Und jetzt noch einen ganz aktuellen Nachsatz, wenn auch leider mit unscharfen Fotos – aber was kann ich dafür, dass er so schnell seine Position verändert. – Gestern hat er meinen Sohn für eine hochnotdringliche Reparatur begleitet. Und da das erst am Vorabend verabredet wurde, hatte ich nicht die sonst übliche Wienerwurstportion für ihn vor Ort. Aber Brothäppchen mit Leberwurst nahm er mir ganz gnädig ebenfalls ab.

Als ich merkte, dass er den größten Teil der Zeit schlafend herumlag, erinnerte er mich doch stark an mich und mein Alter – aber er hat mich ja auch eingeholt, wenn nicht sogar überholt. – Das war es dann aus dem „Lenny-Schutz-Verein-Himmelhoch“.

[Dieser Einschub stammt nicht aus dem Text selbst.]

// Robot constants, tuning, ports, runtime timing and topics
use std::path::Path;
use std::time::Duration;

use serde::{Deserialize, Serialize};
use tracing::info;

use crate::error::{DriveError, Result};
use crate::motor::{Direction, RobotGeometry, Wheel};

// Hardware absolute max speed (ticks/s)
pub const MAX_SPEED: i32 = 1500;

// Robot geometry
pub const WHEEL_DIAMETER_CM: f64 = 5.5;
pub const TRACK_WIDTH_CM: f64 = 19.0; // wheel center to wheel center
pub const TICKS_PER_ROTATION: f64 = 1500.0; // BEMF ticks, ~1500 on the Wallaby

// Motor ports
pub const MOT_LEFT: u8 = 1;
pub const MOT_RIGHT: u8 = 0;

// Tuned speeds, the two motors are not identical
pub const SPD_L_F: i32 = 1500;
pub const SPD_R_F: i32 = 1450;
pub const SPD_L_B: i32 = 1500;
pub const SPD_R_B: i32 = 1410;

// Encoder poll period while waiting on a motion
pub const POLL_INTERVAL_MS: u64 = 5;

// Runtime loop frequency
pub const LOOP_HZ: u64 = 50;

// Zenoh topics
pub const TOPIC_CMD_MOTION: &str = "wallaby/cmd/motion"; // motion commands
pub const TOPIC_CMD_HALT: &str = "wallaby/cmd/halt"; // cancel in-flight motion
pub const TOPIC_STATE_MOTION: &str = "wallaby/state/motion"; // motion status

// Serial port for the Feetech bus
pub const MOTOR_PORT: &str = "/dev/ttyUSB0";

/// Per-wheel, per-direction maximum commanded speeds
#[derive(Debug, Clone, Copy, PartialEq, Serialize, Deserialize)]
pub struct TuningProfile {
    pub left_forward: i32,
    pub right_forward: i32,
    pub left_backward: i32,
    pub right_backward: i32,
    pub max_speed: i32,
}

impl Default for TuningProfile {
    fn default() -> Self {
        Self {
            left_forward: SPD_L_F,
            right_forward: SPD_R_F,
            left_backward: SPD_L_B,
            right_backward: SPD_R_B,
            max_speed: MAX_SPEED,
        }
    }
}

impl TuningProfile {
    pub fn validate(&self) -> Result<()> {
        if self.max_speed <= 0 {
            return Err(DriveError::invalid(format!(
                "max_speed must be positive, got {}",
                self.max_speed
            )));
        }
        for (name, speed) in [
            ("left_forward", self.left_forward),
            ("right_forward", self.right_forward),
            ("left_backward", self.left_backward),
            ("right_backward", self.right_backward),
        ] {
            if speed <= 0 || speed > self.max_speed {
                return Err(DriveError::invalid(format!(
                    "{} speed {} outside 1..={}",
                    name, speed, self.max_speed
                )));
            }
        }
        Ok(())
    }

    /// Tuned speed magnitude for one wheel in one direction
    pub fn speed(&self, wheel: Wheel, direction: Direction) -> i32 {
        match (wheel, direction) {
            (Wheel::Left, Direction::Forward) => self.left_forward,
            (Wheel::Right, Direction::Forward) => self.right_forward,
            (Wheel::Left, Direction::Backward) => self.left_backward,
            (Wheel::Right, Direction::Backward) => self.right_backward,
        }
    }

    /// Left-turn speed: average of the two wheels' pivot directions
    pub fn left_turn(&self) -> i32 {
        (self.left_backward + self.right_forward) / 2
    }

    /// Right-turn speed: average of the two wheels' pivot directions
    pub fn right_turn(&self) -> i32 {
        (self.right_backward + self.left_forward) / 2
    }

    /// Scale a requested magnitude by this wheel's share of the faster
    /// wheel's tuned speed, keeping the asymmetry compensation for overrides.
    pub fn scaled(&self, wheel: Wheel, direction: Direction, magnitude: f64) -> f64 {
        let faster = self
            .speed(Wheel::Left, direction)
            .max(self.speed(Wheel::Right, direction)) as f64;
        magnitude * self.speed(wheel, direction) as f64 / faster
    }

    /// Reject speed overrides outside 1..=max_speed
    pub fn check_override(&self, speed: i32) -> Result<()> {
        if speed <= 0 || speed > self.max_speed {
            return Err(DriveError::invalid(format!(
                "speed {} outside 1..={}",
                speed, self.max_speed
            )));
        }
        Ok(())
    }
}

/// Motor/encoder port assignment
#[derive(Debug, Clone, Copy, PartialEq, Serialize, Deserialize)]
pub struct DrivePorts {
    pub left: u8,
    pub right: u8,
}

impl Default for DrivePorts {
    fn default() -> Self {
        Self {
            left: MOT_LEFT,
            right: MOT_RIGHT,
        }
    }
}

impl DrivePorts {
    pub fn port(&self, wheel: Wheel) -> u8 {
        match wheel {
            Wheel::Left => self.left,
            Wheel::Right => self.right,
        }
    }
}

/// Everything a `DiffDrive` needs besides its channel
#[derive(Debug, Clone, PartialEq, Serialize, Deserialize)]
#[serde(default)]
pub struct DriveConfig {
    pub geometry: RobotGeometry,
    pub tuning: TuningProfile,
    pub ports: DrivePorts,
    pub poll_interval_ms: u64,
}

impl Default for DriveConfig {
    fn default() -> Self {
        Self {
            geometry: RobotGeometry::default(),
            tuning: TuningProfile::default(),
            ports: DrivePorts::default(),
            poll_interval_ms: POLL_INTERVAL_MS,
        }
    }
}

impl DriveConfig {
    /// Load and validate a JSON config; missing fields take the defaults
    pub fn from_json_file(path: impl AsRef<Path>) -> Result<Self> {
        let path = path.as_ref();
        info!("Loading drive config from {}", path.display());
        let text = std::fs::read_to_string(path)?;
        Self::from_json_str(&text)
    }

    pub fn from_json_str(text: &str) -> Result<Self> {
        let config: DriveConfig = serde_json::from_str(text)?;
        config.validate()?;
        Ok(config)
    }

    pub fn validate(&self) -> Result<()> {
        self.geometry.validate()?;
        self.tuning.validate()?;
        if self.ports.left == self.ports.right {
            return Err(DriveError::Config(format!(
                "left and right share port {}",
                self.ports.left
            )));
        }
        Ok(())
    }

    pub fn poll_interval(&self) -> Duration {
        Duration::from_millis(self.poll_interval_ms)
    }
}

#[cfg(test)]
mod tests {
    use super::*;

    #[test]
    fn test_default_turn_speeds() {
        let tuning = TuningProfile::default();
        assert_eq!(tuning.left_turn(), (1500 + 1450) / 2);
        assert_eq!(tuning.right_turn(), (1410 + 1500) / 2);
    }

    #[test]
    fn test_scaled_keeps_asymmetry() {
        let tuning = TuningProfile::default();
        let left = tuning.scaled(Wheel::Left, Direction::Forward, 1000.0);
        let right = tuning.scaled(Wheel::Right, Direction::Forward, 1000.0);
        assert_eq!(left, 1000.0);
        assert!((right - 1000.0 * 1450.0 / 1500.0).abs() < 1e-9);
    }

    #[test]
    fn test_tuning_rejects_speed_above_max() {
        let tuning = TuningProfile {
            right_backward: 1600,
            ..TuningProfile::default()
        };
        assert!(tuning.validate().unwrap_err().is_invalid_argument());
    }

    #[test]
    fn test_check_override() {
        let tuning = TuningProfile::default();
        assert!(tuning.check_override(1).is_ok());
        assert!(tuning.check_override(1500).is_ok());
        assert!(tuning.check_override(0).is_err());
        assert!(tuning.check_override(-200).is_err());
        assert!(tuning.check_override(1501).is_err());
    }

    #[test]
    fn test_partial_json_uses_defaults() {
        let config = DriveConfig::from_json_str(
            r#"{ "geometry": { "wheel_diameter_cm": 6.0, "track_width_cm": 20.0, "ticks_per_rotation": 4096.0 }, "poll_interval_ms": 0 }"#,
        )
        .unwrap();
        assert_eq!(config.geometry.ticks_per_rotation, 4096.0);
        assert_eq!(config.tuning, TuningProfile::default());
        assert_eq!(config.ports, DrivePorts::default());
        assert_eq!(config.poll_interval(), Duration::ZERO);
    }

    #[test]
    fn test_shared_port_rejected() {
        let config = DriveConfig {
            ports: DrivePorts { left: 3, right: 3 },
            ..DriveConfig::default()
        };
        assert!(matches!(config.validate(), Err(DriveError::Config(_))));
    }
}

Eines noch – die Leute im Haus werden immer seltsamer. Sohn und angeleinter Hund stehen vor dem Fahrstuhl, um zu mir nach oben zu fahren. Da kommt jemand aus dem Fahrstuhl mit zwei Hunden – den großen an der Leine, den kleinen freilaufend. Und der kläfft sofort den Lenny an – denn je kleiner die Hunde desto angriffslustiger – meist, nicht immer. – Sohn und Hund weichen sofort aus und steigen ein paar Stufen hoch. Kommentar: Kampfhunde haben hier nichts zu suchen (oder verloren.) – DAS ist genau die richtige Einstellung – bei uns ist auf dem ganzen Gelände Leinenzwang. Sich selbst falsch verhalten, aber andere anmaulen.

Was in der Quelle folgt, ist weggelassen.